07/10/2022: Le titre initial de cette thèse était «Autodétermination informationnelle dans les bâtiments intelligents». Au regard des travaux réalisés qui dépassaient largement le cadre des seuls bâtiments intelligents, il a été décidé de l’élargir à «Concepts, méthodes et architecture pour l’autodétermination informationnelle dans la gouvernance des données».

Résumé

Nouha Laamech

Les environnements connectés tels que les bâtiments intelligents (et par extension les villes intelligentes) promettent de nous apporter de nouveaux services: gestion de l’énergie, optimisation des transports, ciblage de l’information diffusée, etc. Le cœur de ces architectures à base d’objets connectés (IoT) est la donnée. Mais ces écosystèmes impliquent de nombreux systèmes informatiques opérés par des acteurs différents (chaque acteur pouvant avoir ses propres objectifs, contraintes, enjeux, etc.). Un des défis en terme de sécurité est de garder la maîtrise des informations échangées par ces nombreux systèmes. La notion d’autodétermination informationnelle signifie que chaque acteur est en capacité de décider et de contrôler qui utilise « ses » données, où, pour quel traitement (finalité), etc. Ce projet de thèse1 vise à concevoir de nouveaux mécanismes de traçabilité afin d’améliorer la maîtrise des informations manipulées et diffusées.

Mots Clés

sécurité de l’information, objets connectés, traçabilité, autodétermination informationnelle


Sujet détaillé

Le contexte scientifique

Les bâtiments intelligents (et par extension les villes intelligentes) possèdent un grand nombre de capteurs (ou objets connectés d’une façon plus générale) pour collecter des informations sur les usagers, leur environnement, etc. Certains de ces capteurs peuvent également être des actionneurs afin d’impacter l’environnement de l’usager. L’objectif étant de proposer de nouveaux services: gestion intelligente de l’énergie dans les bâtiments, optimisation des transports en commun, ciblage de l’information diffusée, etc. Les infrastructures mises en œuvre font alors appel à différents partenaires ayant des rôles bien ciblés: les producteurs de données, qui fournissent les données « primaires », les centres de collecte, de stockage et de diffusion de données (éventuellement « enrichies »), et les tiers qui utilisent différentes sources de données pour alimenter leurs traitements. Toutefois, l’usager qui a initialement consenti à fournir ses données en échange d’un « service » peut légitimement s’inquiéter de la diffusion « non maîtrisée » de ses données à différents acteurs dont il ignore souvent l’existence et plus encore la finalité de leurs traitements: profilage, réidentification des personnes, etc. À l’heure de la protection de la vie privée avec notamment l’entrée en vigueur du RGPD, cet usager est fondé à exiger de ses prestataires de services (directs) un peu plus de transparence sur l’usage qui est fait des données qu’il leur fournit. À défaut, un climat de défiance/méfiance pourrait rapidement s’installer avec, à terme, une forte probabilité que l’usager finisse par refuser de fournir ses données. Or, sans suffisamment de données source, les concepts de bâtiments (et villes) intelligents sont mis à mal.

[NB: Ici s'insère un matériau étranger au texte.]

//! Consultation endpoints.
//!
//! Two routes on `/`:
//! - `GET /` — the consultation form page
//! - `POST /` — run prediction for the submitted vitals and symptoms

use std::str::FromStr;

use axum::extract::{Form, State};
use axum::response::Html;
use axum::Json;
use serde::{Deserialize, Serialize};

use crate::api::error::ApiError;
use crate::api::types::ApiContext;
use crate::db::{self, NewRecord};
use crate::model::PredictionInput;

/// Raw form fields. Numeric fields arrive as strings so malformed
/// values surface as `INVALID_INPUT` rather than an extractor reject.
#[derive(Debug, Deserialize)]
pub struct ConsultForm {
    #[serde(default)]
    pub name: String,
    #[serde(default)]
    pub age: String,
    #[serde(default)]
    pub gender: String,
    #[serde(default)]
    pub bp: String,
    #[serde(default)]
    pub temp: String,
    #[serde(default)]
    pub symptom: String,
    #[serde(default)]
    pub symptom_desc: String,
}

#[derive(Serialize)]
pub struct ConsultResponse {
    pub results: Vec<ConsultResult>,
}

#[derive(Serialize)]
pub struct ConsultResult {
    pub symptom: String,
    pub disease: String,
    pub suggestion: String,
    pub tablet: String,
}

/// `GET /` — consultation form page.
pub async fn form_page() -> Html<&'static str> {
    Html(CONSULT_PAGE_HTML)
}

/// `POST /` — predict a condition per resolved symptom and store each
/// outcome. Returns the advice rows in resolution order.
pub async fn submit(
    State(ctx): State<ApiContext>,
    Form(form): Form<ConsultForm>,
) -> Result<Json<ConsultResponse>, ApiError> {
    let state = &ctx.state;

    let age: i64 = numeric_field("age", &form.age)?;
    let bp: f64 = numeric_field("bp", &form.bp)?;
    let temp: f64 = numeric_field("temp", &form.temp)?;

    let gender = form.gender.trim().to_uppercase();
    if gender.is_empty() {
        return Err(ApiError::InvalidInput("Field 'gender' is required".into()));
    }
    // An unknown gender fails the whole request before anything is stored
    state.predictor.validate_gender(&gender)?;

    let description = none_if_blank(&form.symptom_desc);
    let typed = none_if_blank(&form.symptom);

    let symptoms = state.normalizer.resolve(description, typed);
    if symptoms.is_empty() {
        return Err(ApiError::InvalidInput(
            "Provide a symptom or describe how you feel".into(),
        ));
    }
    // resolve() falls back to the typed symptom when the description has
    // no known keyword; only description-derived tags may be skipped below.
    let from_description =
        description.is_some_and(|text| !state.normalizer.extract_tags(text).is_empty());

    let name = none_if_blank(&form.name).unwrap_or("Anonymous").to_string();

    let conn = state.open_db()?;
    let mut results = Vec::with_capacity(symptoms.len());
    for symptom in &symptoms {
        if from_description && !state.predictor.knows_symptom(symptom) {
            tracing::debug!(symptom, "Skipping symptom outside the model vocabulary");
            continue;
        }

        let input = PredictionInput {
            age,
            gender: &gender,
            bp,
            temp,
            symptom,
        };
        let prediction = state.predictor.predict(&input, &state.reference)?;

        db::insert_record(
            &conn,
            &NewRecord {
                name: name.clone(),
                age,
                gender: gender.clone(),
                bp,
                temp,
                symptom: prediction.symptom.clone(),
                symptom_description: description.map(str::to_string),
                disease: prediction.disease.clone(),
                suggestion: prediction.suggestion.clone(),
                tablet: prediction.tablet.clone(),
            },
        )?;

        results.push(ConsultResult {
            symptom: prediction.symptom,
            disease: prediction.disease,
            suggestion: prediction.suggestion,
            tablet: prediction.tablet,
        });
    }

    if results.is_empty() {
        return Err(ApiError::UnknownCategory(format!(
            "No recognized symptom in the description. Valid: {:?}",
            state.predictor.symptom_classes()
        )));
    }

    tracing::info!(count = results.len(), "Consultation stored");
    Ok(Json(ConsultResponse { results }))
}

fn numeric_field<T: FromStr>(name: &str, raw: &str) -> Result<T, ApiError> {
    let trimmed = raw.trim();
    if trimmed.is_empty() {
        return Err(ApiError::InvalidInput(format!("Field '{name}' is required")));
    }
    trimmed.parse().map_err(|_| {
        ApiError::InvalidInput(format!("Field '{name}' must be a number, got '{trimmed}'"))
    })
}

fn none_if_blank(raw: &str) -> Option<&str> {
    let trimmed = raw.trim();
    (!trimmed.is_empty()).then_some(trimmed)
}

// ---------------------------------------------------------------------------
// Consultation page HTML (self-contained, no external resources)
// ---------------------------------------------------------------------------

const CONSULT_PAGE_HTML: &str = r#"<!DOCTYPE html>
<html lang="en">
<head>
  <meta charset="utf-8">
  <meta name="viewport" content="width=device-width, initial-scale=1">
  <title>CareSage — Consultation</title>
  <style>
    * { box-sizing: border-box; margin: 0; padding: 0; }
    body {
      font-family: -apple-system, BlinkMacSystemFont, 'Segoe UI', system-ui, sans-serif;
      background: #fafaf9; color: #1c1917;
      min-height: 100vh; display: flex; flex-direction: column;
      align-items: center; padding: 32px 24px;
    }
    h1 { font-size: 24px; margin-bottom: 8px; }
    p.lead { color: #78716c; font-size: 14px; margin-bottom: 24px; text-align: center; }
    form, #results { width: 100%; max-width: 420px; }
    label { display: block; font-size: 13px; font-weight: 600; margin: 12px 0 4px; }
    input, select, textarea {
      width: 100%; padding: 10px 12px; font-size: 15px;
      border: 2px solid #d6d3d1; border-radius: 12px; outline: none;
      background: #ffffff; color: inherit; font-family: inherit;
    }
    input:focus, select:focus, textarea:focus { border-color: #4a7c59; }
    textarea { min-height: 72px; resize: vertical; }
    button {
      margin-top: 20px; width: 100%; padding: 12px; font-size: 16px; font-weight: 600;
      color: #ffffff; background: #4a7c59; border: none; border-radius: 12px; cursor: pointer;
    }
    button:disabled { opacity: 0.6; cursor: wait; }
    .card {
      margin-top: 16px; padding: 16px; background: #ffffff;
      border: 1px solid #d6d3d1; border-radius: 12px;
    }
    .card h2 { font-size: 16px; margin-bottom: 6px; }
    .card div { font-size: 14px; color: #44403c; margin-top: 2px; }
    .error { margin-top: 16px; color: #b91c1c; font-size: 14px; text-align: center; }
    nav { margin-top: 28px; font-size: 14px; }
    nav a { color: #4a7c59; text-decoration: none; margin: 0 8px; }
  </style>
</head>
<body>
  <h1>CareSage</h1>
  <p class="lead">Enter your vitals and symptoms to get a likely condition and care advice.<br>
    Not a substitute for professional medical advice.</p>

  <form id="consult-form">
    <label for="name">Name (optional)</label>
    <input id="name" name="name" type="text" placeholder="Anonymous">

    <label for="age">Age</label>
    <input id="age" name="age" type="number" min="0" max="130" required>

    <label for="gender">Gender</label>
    <select id="gender" name="gender" required>
      <option value="M">Male</option>
      <option value="F">Female</option>
    </select>

    <label for="bp">Blood pressure (systolic)</label>
    <input id="bp" name="bp" type="number" step="0.1" required>

    <label for="temp">Temperature (&deg;F)</label>
    <input id="temp" name="temp" type="number" step="0.1" required>

    <label for="symptom">Main symptom</label>
    <input id="symptom" name="symptom" type="text" placeholder="fever">

    <label for="symptom_desc">Or describe how you feel</label>
    <textarea id="symptom_desc" name="symptom_desc"
      placeholder="e.g. feverish since last night with a pounding headache"></textarea>

    <button type="submit" id="submit-btn">Get advice</button>
  </form>

  <div id="results"></div>

  <nav>
    <a href="/records">History</a> &middot;
    <a href="/upload_medicine">Identify a medicine</a>
  </nav>

  <script>
    const form = document.getElementById('consult-form');
    const btn = document.getElementById('submit-btn');
    const results = document.getElementById('results');

    form.addEventListener('submit', async (ev) => {
      ev.preventDefault();
      btn.disabled = true;
      results.innerHTML = '';
      try {
        const resp = await fetch('/', {
          method: 'POST',
          body: new URLSearchParams(new FormData(form)),
        });
        const data = await resp.json();
        if (!resp.ok) {
          showError(data.error ? data.error.message : 'Request failed');
          return;
        }
        for (const r of data.results) {
          const card = document.createElement('div');
          card.className = 'card';
          card.innerHTML = '<h2></h2><div></div><div></div><div></div>';
          card.querySelector('h2').textContent = r.disease;
          const rows = card.querySelectorAll('div');
          rows[0].textContent = 'Symptom: ' + r.symptom;
          rows[1].textContent = 'Advice: ' + r.suggestion;
          rows[2].textContent = 'Medication: ' + r.tablet;
          results.appendChild(card);
        }
      } catch (e) {
        showError('Could not reach the server');
      } finally {
        btn.disabled = false;
      }
    });

    function showError(message) {
      const div = document.createElement('div');
      div.className = 'error';
      div.textContent = message;
      results.appendChild(div);
    }
  </script>
</body>
</html>
"#;

#[cfg(test)]
mod tests {
    use super::*;

    #[test]
    fn numeric_field_parses_trimmed_values() {
        let age: i64 = numeric_field("age", " 42 ").unwrap();
        assert_eq!(age, 42);
        let bp: f64 = numeric_field("bp", "120.5").unwrap();
        assert_eq!(bp, 120.5);
    }

    #[test]
    fn numeric_field_rejects_garbage() {
        let err = numeric_field::<i64>("age", "forty").unwrap_err();
        assert!(matches!(err, ApiError::InvalidInput(_)));
        assert!(err.to_string().contains("age"));
        assert!(err.to_string().contains("forty"));
    }

    #[test]
    fn numeric_field_rejects_blank() {
        let err = numeric_field::<f64>("temp", "   ").unwrap_err();
        assert!(err.to_string().contains("required"));
    }

    #[test]
    fn blank_strings_become_none() {
        assert_eq!(none_if_blank("  "), None);
        assert_eq!(none_if_blank(""), None);
        assert_eq!(none_if_blank(" fever "), Some("fever"));
    }

    #[test]
    fn page_posts_back_to_root() {
        assert!(CONSULT_PAGE_HTML.contains("fetch('/'"));
        assert!(CONSULT_PAGE_HTML.contains("name=\"symptom_desc\""));
    }
}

Le droit à l’autodétermination informationnelle (ADI) avait été dégagé par la Cour constitutionnelle fédérale allemande en 1983. En 2016, le RGPD a posé un premier fondement à sa consécration au niveau européen. Dans la loi pour une République numérique du 7 octobre 2016 qui l’a introduit en France, le droit à l’autodétermination informationnelle est défini de manière suivante: « toute personne dispose du droit de décider et de contrôler les usages qui sont faits des données à caractère personnel la concernant ». Suivant cette définition, ce droit présuppose que l’utilisateur doive être (re)placé au cœur du système de traitement de données personnelles, être suffisamment informé pour faire des choix éclairés ainsi qu’avoir des moyens techniques pour les imposer aux responsables du traitement. Pour exercer son droit à l’ADI, tout utilisateur, même sans connaissances en informatique, devrait avoir des moyens techniques, faciles à comprendre et à utiliser, ainsi que des moyens juridiques pour faire valoir ses droits auprès des responsables du traitement, l’autorité de protection et le juge.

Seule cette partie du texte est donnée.